▸ **PROBLEM REQUIREMENTS**
When a line in the records contains the string "enabled", copy that line.

▸ **RECORDS SUPPLIED**

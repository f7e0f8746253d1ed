// Module-specific lints configuration
#![allow(clippy::uninlined_format_args)]

use anyhow::{Context, Result, anyhow};
use clap::{CommandFactory, Parser, Subcommand, ValueEnum};
use clap_complete::{Shell, generate};
use log::{Level, LevelFilter, Log, Metadata, Record, SetLoggerError, warn};
use std::io::Write;
use std::path::{Path, PathBuf};

use crate::app_config::Config;
use crate::app_controller::Controller;

mod app_config;
mod app_controller;
mod errors;
mod file_utils;
mod language_utils;
mod media;
mod providers;
mod srt;
mod transcribe;
mod translation;

/// CLI wrapper for LogLevel to implement ValueEnum
#[derive(Debug, Clone, ValueEnum)]
enum CliLogLevel {
    Error,
    Warn,
    Info,
    Debug,
    Trace,
}

impl From<CliLogLevel> for app_config::LogLevel {
    fn from(cli_level: CliLogLevel) -> Self {
        match cli_level {
            CliLogLevel::Error => app_config::LogLevel::Error,
            CliLogLevel::Warn => app_config::LogLevel::Warn,
            CliLogLevel::Info => app_config::LogLevel::Info,
            CliLogLevel::Debug => app_config::LogLevel::Debug,
            CliLogLevel::Trace => app_config::LogLevel::Trace,
        }
    }
}

#[derive(Subcommand, Debug)]
enum Commands {
    /// Translate a video or SRT file into an English subtitle file (default command)
    Translate(TranslateArgs),

    /// List the audio and subtitle streams in a video file
    Probe {
        /// Video file to probe
        #[arg(value_name = "INPUT_PATH")]
        input_path: PathBuf,
    },

    /// Generate shell completions for subglot
    Completions {
        /// Shell to generate completions for
        #[arg(value_enum)]
        shell: Shell,
    },
}

#[derive(Parser, Debug)]
struct TranslateArgs {
    /// Input video or .srt file to process
    #[arg(value_name = "INPUT_PATH")]
    input_path: PathBuf,

    /// Force overwrite of existing output files
    #[arg(short, long)]
    force_overwrite: bool,

    /// Stream index to process (skips automatic track selection)
    #[arg(long)]
    track: Option<usize>,

    /// Model name to use for translation
    #[arg(short, long)]
    model: Option<String>,

    /// Source language code (e.g. 'ja')
    #[arg(short, long)]
    source_language: Option<String>,

    /// Target language code (e.g. 'en')
    #[arg(short, long)]
    target_language: Option<String>,

    /// API key for the translation provider
    #[arg(long, env = "GEMINI_API_KEY", hide_env_values = true)]
    api_key: Option<String>,

    /// Configuration file path
    #[arg(short, long, default_value = "conf.json")]
    config_path: String,

    /// Set logging level
    #[arg(short, long, value_enum)]
    log_level: Option<CliLogLevel>,
}

/// subglot - Japanese-to-English subtitle translation
///
/// Takes a video container or an .srt file, extracts the relevant subtitle or
/// audio track, translates the dialogue with an AI provider, and writes a
/// translated SRT file next to the input.
#[derive(Parser, Debug)]
#[command(name = "subglot")]
#[command(version = "0.1.0")]
#[command(about = "AI-powered Japanese-to-English subtitle translation")]
#[command(long_about = "subglot translates video dialogue into an English SRT subtitle file.

EXAMPLES:
    subglot movie.mkv                    # Probe, pick the Japanese track, translate
    subglot episode.srt                  # Translate an existing subtitle file
    subglot --track 2 movie.mkv          # Use stream 0:2 explicitly
    subglot probe movie.mkv              # List audio/subtitle streams
    subglot completions bash             # Generate bash completions

CONFIGURATION:
    Configuration is stored in conf.json by default. If the config file does
    not exist, a default one is created automatically. The API key can also be
    supplied via the GEMINI_API_KEY environment variable.")]
struct CommandLineOptions {
    #[command(subcommand)]
    command: Option<Commands>,

    /// Input video or .srt file to process
    #[arg(value_name = "INPUT_PATH")]
    input_path: Option<PathBuf>,

    /// Force overwrite of existing output files
    #[arg(short, long)]
    force_overwrite: bool,

    /// Stream index to process (skips automatic track selection)
    #[arg(long)]
    track: Option<usize>,

    /// Model name to use for translation
    #[arg(short, long)]
    model: Option<String>,

    /// Source language code (e.g. 'ja')
    #[arg(short, long)]
    source_language: Option<String>,

    /// Target language code (e.g. 'en')
    #[arg(short, long)]
    target_language: Option<String>,

    /// API key for the translation provider
    #[arg(long, env = "GEMINI_API_KEY", hide_env_values = true)]
    api_key: Option<String>,

    /// Configuration file path
    #[arg(short, long, default_value = "conf.json")]
    config_path: String,

    /// Set logging level
    #[arg(short, long, value_enum)]
    log_level: Option<CliLogLevel>,
}

// @struct: Custom logger implementation
struct CustomLogger {
    level: LevelFilter,
}

impl CustomLogger {
    // @creates: New logger with specified level
    fn new(level: LevelFilter) -> Self {
        CustomLogger { level }
    }

    // @initializes: Global logger
    fn init(level: LevelFilter) -> Result<(), SetLoggerError> {
        let logger = Box::new(CustomLogger::new(level));
        log::set_boxed_logger(logger)?;
        log::set_max_level(level);
        Ok(())
    }

    // @returns: ANSI color code for log level
    fn color_for_level(level: Level) -> &'static str {
        match level {
            Level::Error => "\x1B[1;31m",
            Level::Warn => "\x1B[1;33m",
            Level::Info => "\x1B[1;32m",
            Level::Debug => "\x1B[1;36m",
            Level::Trace => "\x1B[1;35m",
        }
    }
}

impl Log for CustomLogger {
    fn enabled(&self, metadata: &Metadata) -> bool {
        metadata.level() <= self.level
    }

    fn log(&self, record: &Record) {
        if self.enabled(record.metadata()) {
            let now = chrono::Local::now().format("%H:%M:%S%.3f");
            let color = Self::color_for_level(record.level());
            let mut stderr = std::io::stderr();
            let _ = writeln!(stderr, "{}{} {}\x1B[0m", color, now, record.args());
        }
    }

    fn flush(&self) {
        let _ = std::io::stderr().flush();
    }
}

#[tokio::main]
async fn main() -> Result<()> {
    // Initialize the logger once with info level by default; the level is
    // updated after the config is loaded
    CustomLogger::init(LevelFilter::Info)?;

    let cli = CommandLineOptions::parse();

    match cli.command {
        Some(Commands::Completions { shell }) => {
            let mut cmd = CommandLineOptions::command();
            generate(shell, &mut cmd, "subglot", &mut std::io::stdout());
            Ok(())
        }
        Some(Commands::Probe { input_path }) => run_probe(&input_path).await,
        Some(Commands::Translate(args)) => run_translate(args).await,
        None => {
            // Default behavior - use top-level args for backwards compatibility
            let input_path = cli
                .input_path
                .ok_or_else(|| anyhow!("INPUT_PATH is required when no subcommand is specified"))?;

            let translate_args = TranslateArgs {
                input_path,
                force_overwrite: cli.force_overwrite,
                track: cli.track,
                model: cli.model,
                source_language: cli.source_language,
                target_language: cli.target_language,
                api_key: cli.api_key,
                config_path: cli.config_path,
                log_level: cli.log_level,
            };
            run_translate(translate_args).await
        }
    }
}

/// List the streams of a media container on stdout
async fn run_probe(input_path: &Path) -> Result<()> {
    let tracks = media::probe_tracks(input_path).await?;

    if tracks.is_empty() {
        println!("No audio or subtitle streams found.");
        return Ok(());
    }

    for track in tracks {
        let kind = match track.kind {
            media::TrackKind::Audio => "audio",
            media::TrackKind::Subtitle => "subtitle",
        };
        let mut details = vec![format!("codec={}", track.codec_name)];
        if let Some(language) = &track.language {
            details.push(format!("language={}", language));
        }
        if let Some(channels) = &track.channels {
            details.push(format!("channels={}", channels));
        }
        if let Some(title) = &track.title {
            details.push(format!("title={:?}", title));
        }
        println!("0:{}  {:<8} {}", track.index, kind, details.join(" "));
    }

    Ok(())
}

async fn run_translate(options: TranslateArgs) -> Result<()> {
    // If the log level is set via the command line, apply it immediately
    if let Some(cmd_log_level) = &options.log_level {
        let config_log_level: app_config::LogLevel = cmd_log_level.clone().into();
        log::set_max_level(config_log_level.to_level_filter());
    }

    // Load or create configuration
    let config_path = &options.config_path;
    let mut config = if Path::new(config_path).exists() {
        Config::from_file(config_path)?
    } else {
        warn!("Config file not found at '{}', creating default config.", config_path);
        let config = Config::default();
        config
            .save(config_path)
            .context("Failed to write default config file")?;
        config
    };

    // Override config with CLI options if provided
    if let Some(model) = &options.model {
        config.translation.model = model.clone();
    }
    if let Some(api_key) = &options.api_key {
        config.translation.api_key = api_key.clone();
    }
    if let Some(source_lang) = &options.source_language {
        config.source_language = source_lang.clone();
    }
    if let Some(target_lang) = &options.target_language {
        config.target_language = target_lang.clone();
    }
    if let Some(log_level) = &options.log_level {
        config.log_level = log_level.clone().into();
    }

    // Validate the configuration after loading and overriding
    config.validate().context("Configuration validation failed")?;

    // If the log level was not set via the command line, take it from the config
    if options.log_level.is_none() {
        log::set_max_level(config.log_level.to_level_filter());
    }

    let output_dir = options
        .input_path
        .parent()
        .unwrap_or(Path::new("."))
        .to_path_buf();

    let controller = Controller::with_config(config)?;
    controller
        .run(options.input_path, output_dir, options.force_overwrite, options.track)
        .await
}
/*!
 * Speech-to-text path: turn an extracted audio track into an English SRT.
 *
 * Unlike the batch translation path, the whole audio payload goes to the model
 * in a single request and the model is asked to emit a complete SRT document
 * directly. The caller runs the output through the SRT codec afterwards; a
 * document that parses to zero entries is treated as a failed transcription.
 */

use base64::Engine;
use base64::engine::general_purpose::STANDARD;
use log::{debug, info};

use crate::app_config::TranslationConfig;
use crate::errors::ProviderError;
use crate::providers::gemini::{Gemini, GeminiRequest};

/// Instruction prompt for the transcription request
const TRANSCRIBE_PROMPT: &str = "\
TASK: Japanese-to-English subtitle extraction from audio.

CONTEXT: The provided audio is from a video file. It may contain background noise or music.

INSTRUCTIONS:
1. Identify all spoken Japanese dialogue.
2. Transcribe the Japanese text accurately.
3. Translate the transcription into natural, high-quality conversational English.
4. Format the final output EXCLUSIVELY as a valid .srt file.
5. Ensure timestamps are relative to the audio start (00:00:00,000).

STRICT RULE: Return ONLY the SRT text. No preambles, no conversational filler.";

/// Audio transcription service backed by the Gemini API
pub struct Transcriber {
    /// Provider client
    client: Gemini,

    /// Model to use for transcription
    model: String,
}

impl Transcriber {
    /// Create a new transcriber from the translation configuration
    pub fn new(config: &TranslationConfig) -> Self {
        Self {
            client: Gemini::with_timeout(config.api_key(), &config.endpoint, config.timeout_secs),
            model: config.model.clone(),
        }
    }

    /// Transcribe and translate an audio payload into raw SRT text.
    ///
    /// The audio is sent inline, base64-encoded, together with a fixed
    /// instruction prompt. A response without a single `-->` timing separator
    /// is rejected outright; finer-grained validation is left to the SRT
    /// parser on the caller's side.
    pub async fn transcribe_to_srt(&self, audio: &[u8], mime_type: &str) -> Result<String, ProviderError> {
        info!("Transcribing {} bytes of {} audio", audio.len(), mime_type);

        let encoded = STANDARD.encode(audio);
        debug!("Inline audio payload is {} base64 characters", encoded.len());

        let request = GeminiRequest::new(&self.model)
            .add_text(TRANSCRIBE_PROMPT)
            .add_inline_data(mime_type, encoded)
            .temperature(0.1);

        let response = self.client.complete(request).await?;
        let srt_content = Gemini::extract_text_from_response(&response);

        if !srt_content.contains("-->") {
            return Err(ProviderError::ParseError(
                "Transcription response contains no SRT timing blocks".to_string(),
            ));
        }

        Ok(srt_content)
    }
}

▸ **EXERCISE RESPONSE**
    fn enabled(&self, metadata: &Metadata) -> bool {
        if self.enabled(record.metadata()) {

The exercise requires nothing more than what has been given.